Departmentalization is the grouping of jobs in one area in an organization. The grouping increases efficiency in many organizations and allows workers to specialize in a particular area of the business. For example, the sales staff works together in the sales department or the accounting staff works together in the accounting department. Departmentalization is one of the steps in creating an organizational structure.

Ways to Groups Jobs by Type

Management can group the jobs into areas by function, location, product or customers. Functional departmentalization creates groups of jobs by function for the organization. For example, departments in a functional departmentalization include marketing, production, accounting, sales and purchasing. Companies with multiple locations can departmentalize by location to increase the efficiency of workers in different areas of the country.

Companies may also group jobs in the organization by product. For example, in an electronics manufacturing company, management may create departments for televisions, stereos or computer equipment. The product departments have employees dedicated to marketing, sales, production planning and purchasing for each product. Companies may choose to create departments by customers, such as a commercial department and a government department.

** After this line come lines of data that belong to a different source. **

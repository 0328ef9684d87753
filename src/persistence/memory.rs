//! In-process update store.
//!
//! Keeps every update in insertion order behind a [`tokio::sync::RwLock`].
//! Reads share the lock; inserts and deletes serialize. Data is lost on
//! restart.

use async_trait::async_trait;
use tokio::sync::RwLock;

use super::UpdateStore;
use crate::domain::{EpochMillis, NewUpdate, Update, UpdateId};
use crate::error::PulseError;

/// Update store held entirely in memory.
#[derive(Debug, Default)]
pub struct InMemoryUpdateStore {
    updates: RwLock<Vec<Update>>,
}

impl InMemoryUpdateStore {
    /// Creates an empty store.
    #[must_use]
    pub fn new() -> Self {
        Self::default()
    }

    /// Creates a store pre-populated with existing updates.
    #[must_use]
    pub fn with_updates(updates: Vec<Update>) -> Self {
        Self {
            updates: RwLock::new(updates),
        }
    }

    /// Number of stored updates, expired ones included.
    pub async fn len(&self) -> usize {
        self.updates.read().await.len()
    }

    /// Returns `true` if nothing is stored.
    pub async fn is_empty(&self) -> bool {
        self.updates.read().await.is_empty()
    }
}

#[async_trait]
impl UpdateStore for InMemoryUpdateStore {
    async fn insert(&self, new: NewUpdate) -> Result<Update, PulseError> {
        let mut updates = self.updates.write().await;
        let mut id = UpdateId::new();
        while updates.iter().any(|u| u.id == id) {
            id = UpdateId::new();
        }
        let update = new.into_update(id);
        updates.push(update.clone());
        Ok(update)
    }

    async fn fetch_active(&self, now: EpochMillis) -> Result<Vec<Update>, PulseError> {
        let updates = self.updates.read().await;
        let mut active: Vec<Update> = updates
            .iter()
            .filter(|u| u.expires_at > now)
            .cloned()
            .collect();
        active.sort_by(|a, b| {
            a.expires_at
                .cmp(&b.expires_at)
                .then_with(|| b.timestamp.cmp(&a.timestamp))
        });
        Ok(active)
    }

    async fn get(&self, id: UpdateId) -> Result<Option<Update>, PulseError> {
        let updates = self.updates.read().await;
        Ok(updates.iter().find(|u| u.id == id).cloned())
    }

    async fn delete(&self, id: UpdateId) -> Result<bool, PulseError> {
        let mut updates = self.updates.write().await;
        let before = updates.len();
        updates.retain(|u| u.id != id);
        Ok(updates.len() < before)
    }

    async fn delete_expired(&self, now: EpochMillis) -> Result<u64, PulseError> {
        let mut updates = self.updates.write().await;
        let before = updates.len();
        updates.retain(|u| u.expires_at > now);
        Ok((before - updates.len()) as u64)
    }
}
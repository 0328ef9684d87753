//! Place search and AI pulse-check handlers.

use axum::extract::State;
use axum::response::IntoResponse;
use axum::routing::{get, post};
use axum::{Json, Router};

use crate::api::dto::{GeocodeParams, GeocodeResponse, SummaryRequest, SummaryResponse};
use crate::api::extract::{ApiJson, ApiQuery};
use crate::app_state::AppState;
use crate::error::{ErrorResponse, PulseError};
use crate::service::now_millis;

/// `GET /geocode`: Resolve a place name to coordinates.
///
/// # Errors
///
/// Returns [`PulseError::GeoLookupError`] if nothing matches or the lookup
/// service fails.
#[utoipa::path(
    get,
    path = "/api/v1/geocode",
    tag = "Search",
    summary = "Geocode a place",
    description = "Looks up a free-text place name and returns the best match.",
    params(GeocodeParams),
    responses(
        (status = 200, description = "Best match", body = GeocodeResponse),
        (status = 400, description = "Blank or missing query", body = ErrorResponse),
        (status = 404, description = "No match or lookup failure", body = ErrorResponse),
    )
)]
pub async fn geocode(
    State(state): State<AppState>,
    ApiQuery(params): ApiQuery<GeocodeParams>,
) -> Result<impl IntoResponse, PulseError> {
    let location = state.geocoder.search(&params.q).await.inspect_err(|e| {
        tracing::warn!(query = %params.q, error = %e, "geocoding failed");
    })?;
    Ok(Json(GeocodeResponse {
        query: params.q,
        location,
    }))
}

/// `POST /summary`: AI pulse check for the feed around a point.
///
/// # Errors
///
/// Returns [`PulseError`] only if reading nearby updates fails; summary
/// problems degrade to a fallback sentence.
#[utoipa::path(
    post,
    path = "/api/v1/summary",
    tag = "Search",
    summary = "City pulse summary",
    description = "Summarizes the nearby feed in two or three sentences. Always answers 200 with either model output or a fixed fallback sentence.",
    request_body = SummaryRequest,
    responses(
        (status = 200, description = "Summary text", body = SummaryResponse),
        (status = 400, description = "Malformed body", body = ErrorResponse),
        (status = 500, description = "Store read failed", body = ErrorResponse),
    )
)]
pub async fn summarize(
    State(state): State<AppState>,
    ApiJson(req): ApiJson<SummaryRequest>,
) -> Result<impl IntoResponse, PulseError> {
    let now = now_millis();
    let center = req
        .center
        .or(req.user_location)
        .unwrap_or(state.view_defaults.center);

    let updates = state
        .update_service
        .nearby_updates(center, req.radius_km, None, now)
        .await?;
    let summary = state
        .summary_service
        .pulse_check(&updates, req.user_location, now)
        .await;

    Ok(Json(SummaryResponse {
        summary,
        update_count: updates.len(),
    }))
}

/// Search and summary routes.
pub fn routes() -> Router<AppState> {
    Router::new()
        .route("/geocode", get(geocode))
        .route("/summary", post(summarize))
}
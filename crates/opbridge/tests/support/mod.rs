//! Shared helpers: compile C fixtures into shared objects at test time.

#![allow(dead_code)]

use std::env::consts::{DLL_PREFIX, DLL_SUFFIX};
use std::path::{Path, PathBuf};
use std::process::Command;

pub type VectorAdd = unsafe extern "C" fn(*const i32, *const i32, *mut i32, usize);
pub type VectorDot = unsafe extern "C" fn(*const i32, *const i32, usize) -> i64;
pub type OpA = unsafe extern "C" fn(i32) -> i32;
pub type BumpCounter = unsafe extern "C" fn() -> i32;

fn fixture_source(name: &str) -> PathBuf {
    Path::new(env!("CARGO_MANIFEST_DIR"))
        .join("tests/fixtures")
        .join(name)
}

pub fn lib_file_name(stem: &str) -> String {
    format!("{DLL_PREFIX}{stem}{DLL_SUFFIX}")
}

/// Compile `tests/fixtures/<source>` into `<out_dir>/lib<stem>.so`.
pub fn compile_fixture(out_dir: &Path, source: &str, stem: &str) -> PathBuf {
    let out = out_dir.join(lib_file_name(stem));
    let cc = std::env::var("CC").unwrap_or_else(|_| "cc".to_string());
    let mut cmd = Command::new(cc);
    cmd.args(["-shared", "-fPIC", "-O1", "-o"])
        .arg(&out)
        .arg(fixture_source(source));
    if cfg!(target_vendor = "apple") {
        cmd.args(["-undefined", "dynamic_lookup"]);
    }
    let output = cmd.output().expect("C compiler should be runnable");
    assert!(
        output.status.success(),
        "compiling {source} failed:\n{}",
        String::from_utf8_lossy(&output.stderr)
    );
    out
}

/// A temp dir holding the compiled `vector_ops` fixture.
pub struct VectorOps {
    pub dir: tempfile::TempDir,
    pub path: PathBuf,
}

pub fn vector_ops() -> VectorOps {
    let dir = tempfile::tempdir().expect("tempdir");
    let path = compile_fixture(dir.path(), "vector_ops.c", "vector_ops");
    VectorOps { dir, path }
}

Combining Employees for Projects

Companies may combine employees from different departments for special projects. For example, during the development of a new product, the business may put together a team of employees from production, purchasing and engineering to design and build the new product.

Benefits of Departmentalization

Each type of grouping has benefits to the organizational structure. Management must select the departmentalization that works best based on the company’s needs. In a customer-based division of departments, workers learn the specific requirements for each customer and become expert in meeting those needs. Functional departmentalization allows workers to specialize in a particular area of the business while those working under a product based division of the organization become experts in their products.

Disadvantages of Departmentalization

Each type of departmentalization has disadvantages, as well. For example, workers in a functional department arrangement may become narrow in their focus. The employees can focus on the needs of the department over the needs of the organization as a whole.

Product-based departmentalization can create redundancies in the organization, which increase the cost of labor. For example, instead of one marketing professional working on multiple product lines, the company hires a separate worker to focus on each product.